§ **WHAT TO PRODUCE**
In the lines below, look for "Mutex". Copy each line where it appears.

§ **DATA EXCERPTS**
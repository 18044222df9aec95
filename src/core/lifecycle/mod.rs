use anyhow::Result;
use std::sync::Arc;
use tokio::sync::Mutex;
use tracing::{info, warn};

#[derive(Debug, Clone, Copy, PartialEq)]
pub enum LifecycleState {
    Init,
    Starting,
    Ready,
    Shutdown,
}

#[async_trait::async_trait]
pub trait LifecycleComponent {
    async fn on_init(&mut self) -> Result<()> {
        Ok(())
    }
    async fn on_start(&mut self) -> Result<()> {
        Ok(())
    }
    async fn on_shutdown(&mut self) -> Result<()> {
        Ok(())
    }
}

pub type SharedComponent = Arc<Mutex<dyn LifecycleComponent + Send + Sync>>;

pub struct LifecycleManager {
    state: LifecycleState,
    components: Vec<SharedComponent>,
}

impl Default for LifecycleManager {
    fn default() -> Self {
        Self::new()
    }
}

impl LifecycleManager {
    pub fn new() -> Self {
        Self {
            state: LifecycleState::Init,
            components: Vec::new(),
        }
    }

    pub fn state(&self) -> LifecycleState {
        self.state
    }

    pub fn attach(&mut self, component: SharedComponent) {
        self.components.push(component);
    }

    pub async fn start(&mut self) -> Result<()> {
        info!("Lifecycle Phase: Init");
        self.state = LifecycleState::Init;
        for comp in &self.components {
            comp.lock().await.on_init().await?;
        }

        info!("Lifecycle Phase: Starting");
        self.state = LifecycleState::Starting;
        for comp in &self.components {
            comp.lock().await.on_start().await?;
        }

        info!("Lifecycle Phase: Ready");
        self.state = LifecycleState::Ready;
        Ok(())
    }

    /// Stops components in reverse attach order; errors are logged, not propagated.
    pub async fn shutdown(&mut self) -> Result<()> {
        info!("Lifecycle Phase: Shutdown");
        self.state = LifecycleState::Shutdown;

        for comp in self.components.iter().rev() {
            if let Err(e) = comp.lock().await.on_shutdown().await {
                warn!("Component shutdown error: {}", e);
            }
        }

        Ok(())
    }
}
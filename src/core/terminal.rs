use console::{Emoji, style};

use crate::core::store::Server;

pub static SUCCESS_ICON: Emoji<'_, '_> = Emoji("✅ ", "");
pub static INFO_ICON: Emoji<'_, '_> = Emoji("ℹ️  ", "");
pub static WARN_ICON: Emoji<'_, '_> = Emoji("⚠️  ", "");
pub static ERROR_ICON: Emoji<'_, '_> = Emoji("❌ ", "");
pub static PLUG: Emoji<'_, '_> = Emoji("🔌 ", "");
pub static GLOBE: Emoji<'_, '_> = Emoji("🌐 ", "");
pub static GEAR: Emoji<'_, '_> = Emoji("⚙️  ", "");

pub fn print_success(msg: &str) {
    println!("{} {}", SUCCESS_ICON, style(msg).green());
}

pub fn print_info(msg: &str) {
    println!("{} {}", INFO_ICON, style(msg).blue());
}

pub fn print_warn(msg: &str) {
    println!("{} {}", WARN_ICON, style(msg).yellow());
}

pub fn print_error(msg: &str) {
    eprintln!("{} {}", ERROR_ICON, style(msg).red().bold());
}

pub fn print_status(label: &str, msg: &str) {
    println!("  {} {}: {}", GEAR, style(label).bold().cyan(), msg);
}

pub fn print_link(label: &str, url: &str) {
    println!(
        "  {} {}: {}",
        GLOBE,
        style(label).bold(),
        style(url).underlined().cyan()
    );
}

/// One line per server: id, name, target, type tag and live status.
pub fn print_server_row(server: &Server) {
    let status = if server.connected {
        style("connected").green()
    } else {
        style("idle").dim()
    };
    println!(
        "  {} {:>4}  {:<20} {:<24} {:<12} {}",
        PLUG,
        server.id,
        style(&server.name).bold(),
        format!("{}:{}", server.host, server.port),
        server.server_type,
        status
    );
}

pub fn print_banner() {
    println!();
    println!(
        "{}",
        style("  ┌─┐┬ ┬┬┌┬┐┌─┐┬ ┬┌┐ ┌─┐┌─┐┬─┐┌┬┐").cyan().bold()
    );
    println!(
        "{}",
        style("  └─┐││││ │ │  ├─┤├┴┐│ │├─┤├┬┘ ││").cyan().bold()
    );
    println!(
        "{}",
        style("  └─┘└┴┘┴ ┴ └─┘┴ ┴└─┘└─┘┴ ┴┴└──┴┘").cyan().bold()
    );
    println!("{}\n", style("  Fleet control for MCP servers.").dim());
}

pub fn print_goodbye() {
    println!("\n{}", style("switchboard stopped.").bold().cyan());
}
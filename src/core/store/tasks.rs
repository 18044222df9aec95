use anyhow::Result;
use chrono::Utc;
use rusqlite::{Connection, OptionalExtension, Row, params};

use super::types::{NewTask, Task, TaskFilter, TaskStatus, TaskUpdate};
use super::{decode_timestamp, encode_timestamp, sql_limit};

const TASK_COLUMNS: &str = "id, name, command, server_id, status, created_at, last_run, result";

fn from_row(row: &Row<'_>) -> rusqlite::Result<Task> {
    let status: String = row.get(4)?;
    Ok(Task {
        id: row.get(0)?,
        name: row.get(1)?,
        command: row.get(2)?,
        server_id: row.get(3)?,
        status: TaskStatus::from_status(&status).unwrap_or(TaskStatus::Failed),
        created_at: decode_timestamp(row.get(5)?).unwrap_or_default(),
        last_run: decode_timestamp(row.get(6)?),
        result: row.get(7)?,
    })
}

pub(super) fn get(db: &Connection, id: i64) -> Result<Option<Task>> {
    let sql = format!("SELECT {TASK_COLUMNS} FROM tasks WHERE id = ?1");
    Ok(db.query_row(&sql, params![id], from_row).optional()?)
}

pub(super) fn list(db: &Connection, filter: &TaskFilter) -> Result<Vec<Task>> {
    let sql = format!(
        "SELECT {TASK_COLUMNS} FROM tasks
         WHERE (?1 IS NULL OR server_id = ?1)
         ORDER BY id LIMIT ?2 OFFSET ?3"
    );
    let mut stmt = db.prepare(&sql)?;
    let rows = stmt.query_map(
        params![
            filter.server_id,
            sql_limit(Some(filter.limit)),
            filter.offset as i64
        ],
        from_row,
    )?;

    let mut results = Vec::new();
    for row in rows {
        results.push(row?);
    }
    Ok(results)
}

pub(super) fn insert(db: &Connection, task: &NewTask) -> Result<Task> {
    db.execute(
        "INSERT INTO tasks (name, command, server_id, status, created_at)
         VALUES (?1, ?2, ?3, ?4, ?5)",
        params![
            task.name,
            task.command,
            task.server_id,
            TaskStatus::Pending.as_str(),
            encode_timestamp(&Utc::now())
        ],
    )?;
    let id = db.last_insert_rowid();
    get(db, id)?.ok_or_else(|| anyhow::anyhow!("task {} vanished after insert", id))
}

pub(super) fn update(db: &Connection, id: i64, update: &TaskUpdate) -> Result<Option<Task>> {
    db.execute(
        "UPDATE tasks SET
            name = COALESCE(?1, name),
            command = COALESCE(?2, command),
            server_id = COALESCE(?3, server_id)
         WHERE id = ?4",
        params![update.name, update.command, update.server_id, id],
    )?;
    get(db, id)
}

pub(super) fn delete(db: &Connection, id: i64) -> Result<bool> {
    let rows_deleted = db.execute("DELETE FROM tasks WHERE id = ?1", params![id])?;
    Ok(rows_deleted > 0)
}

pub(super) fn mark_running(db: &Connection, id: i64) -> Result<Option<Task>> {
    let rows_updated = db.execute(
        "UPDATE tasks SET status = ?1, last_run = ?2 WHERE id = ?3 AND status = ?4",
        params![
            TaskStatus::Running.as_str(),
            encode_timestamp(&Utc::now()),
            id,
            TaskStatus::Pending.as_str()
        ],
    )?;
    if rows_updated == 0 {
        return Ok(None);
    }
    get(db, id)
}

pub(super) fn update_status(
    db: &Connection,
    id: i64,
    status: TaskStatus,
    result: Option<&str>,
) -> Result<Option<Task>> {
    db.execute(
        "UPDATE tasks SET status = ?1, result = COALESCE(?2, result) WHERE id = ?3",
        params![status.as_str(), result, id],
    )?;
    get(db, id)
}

§ **ANSWER**
use tokio::sync::Mutex;
pub type SharedComponent = Arc<Mutex<dyn LifecycleComponent + Send + Sync>>;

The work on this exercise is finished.